Start of Block

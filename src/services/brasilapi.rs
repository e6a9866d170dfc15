//! BrasilAPI (`brasilapi.com.br`) CEP v1 endpoint.

use serde::{Deserialize, Serialize};

use super::{PostalService, ServiceKind};
use crate::error::ValidationError;
use crate::models::PostalRecord;
use crate::validation::{check_postal_code, require_non_empty, validate_state_code, DashPolicy};

pub const BRASILAPI_URL: &str = "https://brasilapi.com.br/api/cep/v1/{{cep}}";

/// Providers BrasilAPI reports in its `service` field.
pub const PROVIDERS: [&str; 5] = ["viacep", "widenet", "correios", "correios-alt", "open-cep"];

/// Raw BrasilAPI response body.
///
/// Absent fields decode as empty strings so they fail validation instead of
/// decoding.
#[derive(Debug, Clone, Default, PartialEq, Eq, Serialize, Deserialize)]
#[serde(default)]
pub struct BrasilApiRecord {
    pub cep: String,
    pub state: String,
    pub city: String,
    pub neighborhood: String,
    pub street: String,
    pub service: String,
}

impl BrasilApiRecord {
    pub fn from_json(body: &[u8]) -> Result<Self, ValidationError> {
        let record: Self = serde_json::from_slice(body)?;
        record.validate()?;
        Ok(record)
    }

    /// Check the BrasilAPI-specific rules: bare 8-digit CEP, short state code,
    /// known provider and non-empty address fields.
    pub fn validate(&self) -> Result<(), ValidationError> {
        check_postal_code(&self.cep, DashPolicy::Forbidden)?;
        if !validate_state_code(&self.state) {
            return Err(ValidationError::UnknownStateCode(self.state.clone()));
        }
        if !PROVIDERS.contains(&self.service.as_str()) {
            return Err(ValidationError::UnknownProvider(self.service.clone()));
        }
        require_non_empty("city", &self.city)?;
        require_non_empty("neighborhood", &self.neighborhood)?;
        require_non_empty("street", &self.street)?;
        Ok(())
    }
}

impl TryFrom<BrasilApiRecord> for PostalRecord {
    type Error = ValidationError;

    fn try_from(raw: BrasilApiRecord) -> Result<Self, Self::Error> {
        raw.validate()?;
        PostalRecord::new(raw.cep, raw.state, raw.city, raw.neighborhood, raw.street)
    }
}

/// BrasilAPI query capability.
#[derive(Debug, Clone)]
pub struct BrasilApiService {
    url_template: String,
}

impl BrasilApiService {
    pub fn new() -> Self {
        Self::with_url(BRASILAPI_URL)
    }

    /// Use a different endpoint template (mirrors, tests).
    pub fn with_url(url_template: impl Into<String>) -> Self {
        Self {
            url_template: url_template.into(),
        }
    }
}

impl Default for BrasilApiService {
    fn default() -> Self {
        Self::new()
    }
}

impl PostalService for BrasilApiService {
    fn kind(&self) -> ServiceKind {
        ServiceKind::BrasilApi
    }

    fn url_template(&self) -> &str {
        &self.url_template
    }

    fn extract_record(&self, body: &[u8]) -> Result<PostalRecord, ValidationError> {
        BrasilApiRecord::from_json(body)?.try_into()
    }
}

End of Block

Report all lines above with "body".

▶ _Task output_:
/// Raw BrasilAPI response body.
    pub fn from_json(body: &[u8]) -> Result<Self, ValidationError> {
        let record: Self = serde_json::from_slice(body)?;
    fn extract_record(&self, body: &[u8]) -> Result<PostalRecord, ValidationError> {
        BrasilApiRecord::from_json(body)?.try_into()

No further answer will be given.